Film Review: Deserts by Faouzi Bensaidi

Picture of Abdelaziz Taleb

Abdelaziz Taleb

Filmmaker & Mixed Artist

Faouzi Bensaïdi strikes me as the kind of filmmaker who plants something lasting with each movie he makes. Not for immediate gratification or to impress anyone, but because he understands that the best stories grow slowly, develop deep roots, and keep drawing you back long after you’ve left the theater.

 Deserts embodies this approach perfectly. Critics who dismiss it as just another metaphor for emptiness or a simple nod to Westerns are missing the point entirely. This film is rich and layered every small gesture, every stretch of silence, every moment of bureaucratic madness reflects the reality of life in modern Morocco and speaks to something universal too.

But there’s something bigger happening here too, a sense of cosmic absurdity that brings to mind Cassavetes or Jarmusch, even some of the great stylized Westerns. This is a film that respects its viewers enough not to spell everything out or tie things up in a neat bow. It trusts you to sit with the questions it raises.

This is exactly what makes Faouzi’s films so powerful — they’re deeply rooted in Moroccan soil but somehow manage to speak to anyone, anywhere. Deserts could easily be set in any country where people go through the motions of daily life under systems that make no sense to them. The specifics might change, but that feeling of being caught in someone else’s maze? That’s universal. And yet the film never loses its Moroccan identity and you can feel it in every shot, every sound, every cultural detail.

I do want to address something, though — a small point that’s been on my mind. Some friends have told me they felt Faouzi “lost it” in the second half of the film. I get why they might feel that way. The story shifts gears, the pacing changes, everything becomes less straightforward and more slippery to grasp. But honestly, I see it completely differently. What they’re calling a loss of direction feels to me like Faouzi finding his truest voice. It’s like he’s stepping away from conventional storytelling and moving into something more personal — crafting not just a narrative but a whole mood, almost like a dream you’re having while awake. This is where you can really feel his hand in the editing room, shaping every moment with intention. Instead of just illustrating what happens next in the plot, he’s creating something closer to a vision.
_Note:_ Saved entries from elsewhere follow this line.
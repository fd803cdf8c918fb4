//! A scripted host session: JSON events in, JSON effects out.

use casa_web::RunnerCore;
use pretty_assertions::assert_eq;
use serde_json::Value;

fn effects(core: &mut RunnerCore) -> Vec<Value> {
    match serde_json::from_str(&core.take_effects_json()).unwrap() {
        Value::Array(items) => items,
        other => panic!("expected an array, got {other}"),
    }
}

fn kinds(effects: &[Value]) -> Vec<&str> {
    effects.iter().filter_map(|e| e["kind"].as_str()).collect()
}

fn frame(core: &mut RunnerCore, events: &[&str], dt_ms: f64) -> Vec<Value> {
    for event in events {
        assert!(core.push_encoded_input(event), "rejected: {event}");
    }
    core.advance_time_ms(dt_ms);
    core.step();
    effects(core)
}

#[test]
fn counters_animate_after_stats_scroll_into_view() {
    let mut core = RunnerCore::new(1280.0, 1000.0, "/casa-do-brazil-website/").unwrap();
    core.init();
    let first = effects(&mut core);
    assert_eq!(kinds(&first)[..2], ["render", "measureLayout"]);

    frame(
        &mut core,
        &[r#"{"kind":"layout","boxes":[{"id":"about-stats","top":1500,"height":200}]}"#],
        16.0,
    );
    frame(&mut core, &[r#"{"kind":"scroll","y":720}"#], 16.0);

    let mut texts = Vec::new();
    for _ in 0..200 {
        let out = frame(&mut core, &[], 16.0);
        texts.extend(out.into_iter().filter(|e| e["kind"] == "text"));
    }
    let last_first_stat = texts
        .iter()
        .rev()
        .find(|e| e["target"] == "stat-0")
        .expect("stat-0 updated");
    assert_eq!(last_first_stat["text"], "2001");
    assert!(core.take_logs().iter().any(|l| l == "stats counters started"));
}

#[test]
fn menu_link_pushes_history_and_renders_menu() {
    let mut core = RunnerCore::new(390.0, 844.0, "/casa-do-brazil-website/").unwrap();
    core.init();
    let _ = effects(&mut core);

    let out = frame(
        &mut core,
        &[r#"{"kind":"action","name":"navigate","value":"/menu"}"#],
        16.0,
    );
    assert_eq!(core.route(), "menu");
    let render = out.iter().find(|e| e["kind"] == "render").expect("render");
    assert!(render["html"].as_str().unwrap().contains("id=\"menu-page\""));
    assert!(
        out.iter()
            .any(|e| e["kind"] == "navigate" && e["path"] == "/casa-do-brazil-website/menu")
    );

    // Back button.
    frame(
        &mut core,
        &[r#"{"kind":"navigate","path":"/casa-do-brazil-website/"}"#],
        16.0,
    );
    assert_eq!(core.route(), "home");
}

#[test]
fn language_switch_updates_document() {
    let mut core = RunnerCore::new(1280.0, 800.0, "/").unwrap();
    core.init();
    let _ = effects(&mut core);
    let out = frame(
        &mut core,
        &[r#"{"kind":"action","name":"lang","value":"en"}"#],
        16.0,
    );
    let docs: Vec<&Value> = out.iter().filter(|e| e["kind"] == "document").collect();
    assert_eq!(docs.len(), 1);
    assert_eq!(docs[0]["lang"], "en");
    assert_eq!(docs[0]["dir"], "ltr");
    assert!(kinds(&out).contains(&"relayout"));
}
This is where he does what he does best — building those layered, quietly beautiful moments that take real creative courage. Far from losing his way, I think this is where the film becomes most distinctly his. It’s cinema that’s allowed to breathe and move outside the usual rules, and for me, it’s some of his strongest work.

Bensaïdi takes those sun-baked landscapes and sparse settings and fills them with subtle moments of warmth, wit, and sadness. What looks like barren ground is actually teeming with life if you know how to look. In his vision, the desert isn’t empty at all, it’s full of hidden connections and the quiet persistence of human experience.

At first glance, Deserts looks like a straightforward buddy movie: two debt collectors, Mehdi and Hamid, driving across Morocco’s dusty landscape to chase down unpaid loans. But their car carries much more than paperwork, it’s loaded with all the frustration, boredom, and weird absurdity that comes with trying to make sense of modern life. And this being a Faouzi Bensaïdi film, you know there’s a lot more going on beneath the surface.

The desert itself becomes almost like a third character — this enormous, unchanging presence that seems to mirror the ridiculous situations these guys find themselves in. It’s not just scenery; it’s watching everything unfold with a kind of dry wit and quiet poetry that makes you feel both the humor and the melancholy of it all.

The film moves fluidly between different styles: it’s part road movie, part dark comedy, part sharp take on bureaucratic madness, but it always feels distinctly like Faouzi’s work. There’s something graceful about how he uses long, patient shots and carefully composed frames, letting silence do the heavy lifting instead of cramming everything into dialogue. He never forces his point; instead, he creates space for you to really look and feel your way through the uncomfortable, ironic moments.

Having known Faouzi for years and talked with him about his work, I can see his restless creative mind all over this film — that gift he has for taking ordinary situations and revealing their strange, almost mythical qualities. Deserts isn’t him trying something completely new; it’s more like he’s digging deeper into ideas he’s always been drawn to: how disconnected people can feel, how ridiculous our institutions can be, the contradictions of life in today’s Morocco.